The frenzy over new and awfully pricey technology may be bewildering to you. (Stand in line at the crack of dawn? Really?) But you recognize the need for fast, quality devices that do what you like to do — and it's high time for an upgrade. You can join the frenzy for something new. Or you can buy secondhand. No one will be gushing over your particular smartphone or laptop or tablet, but often it'll do the job just fine and will save you major money. Wondering if this is the way to go? We tapped a variety of tech experts to help you make sense of the process.
Learn the lingo: "Refurbished" or "certified pre-owned" products are repaired and restored to "like new" condition by the manufacturer or a third party and include a warranty. They've been tested and inspected. "Used" items are sold "as is," usually with no warranty and no return. Favor refurbished over used. It's your call, but experts generally favor devices that have been thoroughly checked out. A refurbished product is "as good as new and typically includes the manufacturer's original warranty," says Donald Bell, senior editor at the electronics megasite CNET.com. Arguably, since they've been inspected twice, you're less likely to have a dud with a refurbished product than with a new one.

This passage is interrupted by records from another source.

use std::collections::BTreeMap;

use serde::{Deserialize, Serialize};

use crate::value::FieldValue;

/// Coerced values keyed by target field key. Keys whose coercion produced
/// null are absent.
pub type MappedData = BTreeMap<String, FieldValue>;

/// One data row of the uploaded file.
#[derive(Debug, Clone, Default, PartialEq, Serialize, Deserialize)]
pub struct RawRow {
    /// 1-indexed position in the source file counting the header row, so
    /// messages line up with what the operator sees in a spreadsheet app.
    /// Dropped blank rows keep their gap in the numbering.
    pub row_number: u32,
    /// Cell text keyed by source column header.
    pub cells: BTreeMap<String, String>,
}

impl RawRow {
    #[must_use]
    pub fn cell(&self, column: &str) -> Option<&str> {
        self.cells.get(column).map(String::as_str)
    }
}

/// Parsed upload: ordered headers plus the surviving data rows.
#[derive(Debug, Clone, Default, PartialEq, Serialize, Deserialize)]
pub struct FileTable {
    /// Source file name; identifies the upload in messages and fingerprints.
    pub source_id: String,
    /// Header cells in first-occurrence order, trimmed, empties dropped.
    pub columns: Vec<String>,
    pub rows: Vec<RawRow>,
}

impl FileTable {
    #[must_use]
    pub fn row_count(&self) -> usize {
        self.rows.len()
    }
}

/// One input row after coercion, validation and duplicate-checking.
#[derive(Debug, Clone, Default, PartialEq, Serialize, Deserialize)]
pub struct ParsedRow {
    pub raw: RawRow,
    pub mapped: MappedData,
    pub is_valid: bool,
    pub errors: Vec<String>,
    pub is_duplicate: bool,
    /// Name of the matched existing record, when flagged duplicate.
    pub duplicate_of: Option<String>,
}

impl ParsedRow {
    #[must_use]
    pub fn row_number(&self) -> u32 {
        self.raw.row_number
    }

    /// Appends a failure and drops the validity flag. Batch write failures
    /// land here after validation has already passed.
    pub fn push_error(&mut self, message: impl Into<String>) {
        self.errors.push(message.into());
        self.is_valid = false;
    }
}
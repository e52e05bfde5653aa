//! HTTP surface: liveness, balance, and webhook ingress. Handlers are
//! thin — they validate, dispatch to [`MarketRegistry`], and return;
//! all the interesting work happens in `Portfolio::send_order`.

use std::sync::Arc;

use axum::extract::State;
use axum::http::StatusCode;
use axum::routing::{get, post};
use axum::Router;
use log::warn;
use rebalancer_core::types::Side;
use serde::Deserialize;
use tower_http::trace::TraceLayer;

use crate::audit::AuditLog;
use crate::notify::{LineNotifier, Notifier};
use crate::registry::MarketRegistry;

#[derive(Clone)]
pub struct AppState {
    pub registry: Arc<MarketRegistry>,
    pub audit: Arc<AuditLog>,
    pub default_notifier: Arc<dyn Notifier>,
    /// `ORDER_EXECUTION_SECRET`, when non-empty. `None` means the
    /// webhook accepts requests without a `secret` field.
    pub required_secret: Option<String>,
}

/// The recognized fields of an inbound webhook payload (§6). Every
/// field is optional at the parse layer — a payload missing a field
/// this handler needs is dropped, not rejected, since §7 requires the
/// webhook to always return 200 once the body parses as JSON at all.
#[derive(Debug, Deserialize)]
struct WebhookPayload {
    exchange: Option<String>,
    symbol: Option<String>,
    side: Option<Side>,
    #[serde(default)]
    send_order: bool,
    line_token: Option<String>,
    secret: Option<String>,
}

pub fn router(state: AppState) -> Router {
    Router::new()
        .route("/", get(root))
        .route("/balance", get(balance))
        .route("/webhook", post(webhook))
        .layer(TraceLayer::new_for_http())
        .with_state(state)
}

async fn root() -> &'static str {
    "online"
}

async fn balance(State(state): State<AppState>) -> Result<String, StatusCode> {
    let balance = state.registry.get_balance();
    serde_json::to_string_pretty(&balance).map_err(|_| StatusCode::INTERNAL_SERVER_ERROR)
}

async fn webhook(State(state): State<AppState>, body: axum::body::Bytes) -> (StatusCode, &'static str) {
    let payload: WebhookPayload = match serde_json::from_slice(&body) {
        Ok(p) => p,
        Err(_) => {
            let raw = String::from_utf8_lossy(&body);
            state
                .default_notifier
                .notify(&format!("received an unparsable webhook body: {raw}"));
            let _ = crate::audit::webhook_rejected(&state.audit, "malformed body");
            return (StatusCode::OK, "ok");
        }
    };

    if let Some(required) = state.required_secret.as_deref() {
        if payload.secret.as_deref() != Some(required) {
            let _ = crate::audit::webhook_rejected(&state.audit, "secret mismatch");
            return (StatusCode::UNAUTHORIZED, "unauthorized");
        }
    }

    if !payload.send_order {
        return (StatusCode::OK, "ok");
    }

    let (Some(exchange), Some(symbol), Some(side)) = (payload.exchange, payload.symbol, payload.side) else {
        let _ = crate::audit::webhook_rejected(&state.audit, "missing exchange, symbol, or side");
        return (StatusCode::OK, "ok");
    };

    let notifier: Arc<dyn Notifier> = match payload.line_token.filter(|t| !t.is_empty()) {
        Some(token) => Arc::new(LineNotifier::new(&token)),
        None => state.default_notifier.clone(),
    };

    if let Err(e) = state
        .registry
        .send_order(&exchange, &symbol, side, &state.audit, &notifier)
    {
        warn!("{exchange}/{symbol}: webhook dispatch failed: {e}");
    }

    (StatusCode::OK, "ok")
}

Purchase from a reputable seller: "Look for a trusted source," says Matt Wiles, Sprint's manager of reverse logistics (the process of recycling used devices). "Look for transparency." You may find something else if you answer an ad on Craigslist or a newspaper's classified section — you never know who's at the other end. All the experts agree you're least likely to get bamboozled if you purchase directly from the manufacturer (e.g. Sprint, AT&T, Dell, Apple).
Look for buyback programs and trade-in incentives: Don't rule out online market places such as Amazon or eBay, where you can check feedback on sellers and get intervention should you have a problem. But if you can, buy in a store, says Sarah Silbert, reviews editor at Engadget.com. "This way, you know exactly what you're getting and can inspect for defects. Make sure you have detailed information on the product's condition — along with factory certification and a warranty — before purchasing."
Choose wisely: As much as you love your dying laptop of six years, don't hunt down the same model. It could be difficult to find accessories and parts if it's obsolete. For mobile devices especially, Bell says, older-model batteries may be hard to replace, and if found, won't hold their charge as long as new ones. Generally speaking, gurus suggest you choose a comparatively recent product, one that is no more than 2 years old. "Picking a relatively new laptop, phone or tablet will also make it easier to get tech support, as retailers are more likely to be familiar with the product," Silbert says.